È un discorso politico quello che Hillary Clinton ha tenuto ieri al Newseum di Washington. Il segretario di Stato Usa ha parlato in diretta web: dietro di lei campeggiava una scritta che non lasciava adito a dubbi: Internet Freedom, questo il titolo del suo discorso.

Solo pochi giorni fa, scoppiata la guerra tra Google e il governo cinese (per il mutato approccio del motore di ricerca sulla censura), l’ex first lady aveva chiesto "chiarimenti" a Pechino, e anche Obama aveva ribadito la sua contrarietà ad ogni censura.
Ieri la Clinton ha riproposto queste posizioni con un discorso articolato che probabilmente entrerà nei libri di storia. Dopo anni di guerra preventiva ed Enduring Freedom, la massima potenza mondiale indica Internet come asset strategico della democrazia.
Tre i punti toccati nel discorso: l’importanza di una rete libera; la condanna di ogni censura (un monito per il governo cinese ma non solo); e il ruolo di capofila che gli Usa intendono giocare in questa battaglia.

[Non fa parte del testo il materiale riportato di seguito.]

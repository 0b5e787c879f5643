use super::store_guard::bounded;
use super::session_policy::{SessionPolicy, issue_session};
use crate::application_port::*;
use crate::domain_model::{TokenCategory, token_signature};
use crate::domain_port::*;
use crate::logger::*;
use chrono::Utc;
use std::sync::Arc;

/// Trades a live refresh token for a fresh access/refresh pair.
///
/// Gates run in a fixed order and nothing is written to a store until all
/// of them pass:
///
/// 1. a token was presented
/// 2. it verifies (expiry is reported as `ExpiredToken`)
/// 3. it is a refresh token
/// 4. it is the value stored for its subject
/// 5. its signature is not revoked, when a revocation list is wired
///
/// On success the superseded signature is revoked (when the policy asks
/// for it) and then the new refresh token replaces the stored one.
///
/// Two concurrent calls with the same token can both pass gate 4. Both
/// succeed, and only the last writer's refresh token stays in the store.
pub struct ReissueProtocol {
    token_codec: Arc<dyn TokenCodec>,
    refresh_store: Arc<dyn RefreshTokenStore>,
    revocation_list: Option<Arc<dyn RevocationList>>,
    policy: SessionPolicy,
}

impl ReissueProtocol {
    pub fn new(
        token_codec: Arc<dyn TokenCodec>,
        refresh_store: Arc<dyn RefreshTokenStore>,
        revocation_list: Option<Arc<dyn RevocationList>>,
        policy: SessionPolicy,
    ) -> Self {
        Self {
            token_codec,
            refresh_store,
            revocation_list,
            policy,
        }
    }

    pub async fn reissue(&self, refresh_token: Option<&str>) -> Result<SessionTokens, AuthError> {
        let token = refresh_token.ok_or_else(|| {
            warn!("reissue without refresh token");
            AuthError::MissingToken
        })?;

        let claims = self.token_codec.verify(token).await.map_err(|e| {
            match e {
                AuthError::ExpiredToken => info!("reissue with lapsed session"),
                ref other => warn!(error = %other, "reissue with invalid token"),
            }
            e
        })?;

        if claims.category != TokenCategory::Refresh {
            warn!(subject = %claims.sub, category = %claims.category, "reissue with non-refresh token");
            return Err(AuthError::WrongCategory);
        }

        let timeout = self.policy.store_timeout;
        let stored = bounded(timeout, "refresh.get", self.refresh_store.get(&claims.sub)).await?;
        if stored.as_deref() != Some(token) {
            warn!(subject = %claims.sub, "reissue with token that is not the live session");
            return Err(AuthError::NotFoundInStore);
        }

        let signature = token_signature(token).ok_or(AuthError::MalformedToken)?;
        if let Some(revocation_list) = &self.revocation_list {
            if bounded(timeout, "revocation.exists", revocation_list.exists(signature)).await? {
                warn!(subject = %claims.sub, signature, "reissue with revoked token");
                return Err(AuthError::Revoked);
            }
        }

        let tokens = issue_session(
            self.token_codec.as_ref(),
            &claims.sub,
            &claims.role,
            &self.policy,
        )
        .await?;

        // Revoke before the swap: if this write fails the stored token is
        // untouched and the caller keeps a working session.
        if self.policy.revoke_superseded {
            if let Some(revocation_list) = &self.revocation_list {
                let remaining = claims.remaining(Utc::now());
                if !remaining.is_zero() {
                    bounded(
                        timeout,
                        "revocation.save",
                        revocation_list.save(signature, &claims.sub, remaining),
                    )
                    .await?;
                }
            }
        }

        // Same key, new value: the old token stops matching in one write.
        bounded(
            timeout,
            "refresh.save",
            self.refresh_store.save(
                &claims.sub,
                &tokens.refresh_token.0,
                self.policy.refresh_entry_ttl(),
            ),
        )
        .await?;

        info!(subject = %claims.sub, "refresh token rotated");
        Ok(tokens)
    }
}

Parole nette, a cominciare dalla libertà: "Mai come in questo periodo – il discorso della Clinton – l’informazione è stata libera e globale. O avrebbe la libertà di esserlo. L’accesso libero all’informazione è fondamentale per la democrazia".
La censura, invece, è la strada sbagliata: "Ci sono barriere e muri virtuali che vanno abbattuti, oggi, come un tempo abbiamo abbattuto i muri della repressione, e il muro di Berlino".

È vero, non mancano i rischi: "Ci sono pericoli, perché la Rete aperta è stata utilizzata anche da Al Qaeda per lanciare minacce contro il mondo e fare proseliti. Viene utilizzata per pornografia e pedofilia, per rapimenti, mercati neri".
Nonostante ciò "non serve la censura, come hanno fatto Cina, Tunisia, Arabia Saudita, Vietnam o Uzbekistan, per combattere chi usa Internet per scopi malvagi" molto più utile, piuttosto "aumentare la sicurezza, coordinare gli sforzi contro gli hacker in grado di minacciare la nostra economia, dobbiamo assicurare la sicurezza dei nostri network".

Gli Stati Uniti prendono a cuore questa battaglia: "Ci aspettiamo che i governi di altri Paesi ci seguano e si uniscano al nostro stesso impegno, che supportino il tentativo di difendere Internet e la libertà. Dobbiamo lavorare insieme, espandere la definizione di comunità globale. Possiamo farlo solo creando un link che ci unisca".
Non sarà facile, per l’amministrazione democratica, convincere regimi e dittatori a intraprendere questa strada. Ma il discorso segna un punto a capo: d’ora in poi ogni Stato – anche l’Italia – dovrà tenerne conto.

Da Il Fatto Quotidiano del 22 gennaio

Aggiornamento: la Cina oggi ha reagito con durezza al discorso di ieri di Hillary Clinton. In una nota pubblicata sul suo sito web, il ministero degli esteri afferma che le accuse degli Usa "negano la realtà e danneggiano le relazioni tra i due paesi".
"La Cina – continua la nota – ha la sua situazione nazionale e le sue tradizioni culturali e gestisce Internet in accordo con le sue leggi e con le pratiche internazionali. La Costituzione cinese garantisce ai cittadini la libertà di opinione".
Un’affermazione smentita dalla realtà: in Cina la grande muraglia digitale cinese, impedisce di raggiungere articoli con parole ritenute "sensibili" (a cominciare dal massacro di Piazza Tienanmen).
Molti dissidenti sono in carcere: Liu Xiaobo è stato condannato a 11 anni di prigione per aver diffuso sul web un manifesto a favore della democrazia. In questa immagine la differenza nelle ricerche su Google.com e Google.cn prima che Google rimuovesse i filtri imposti dal governo. (f.m.)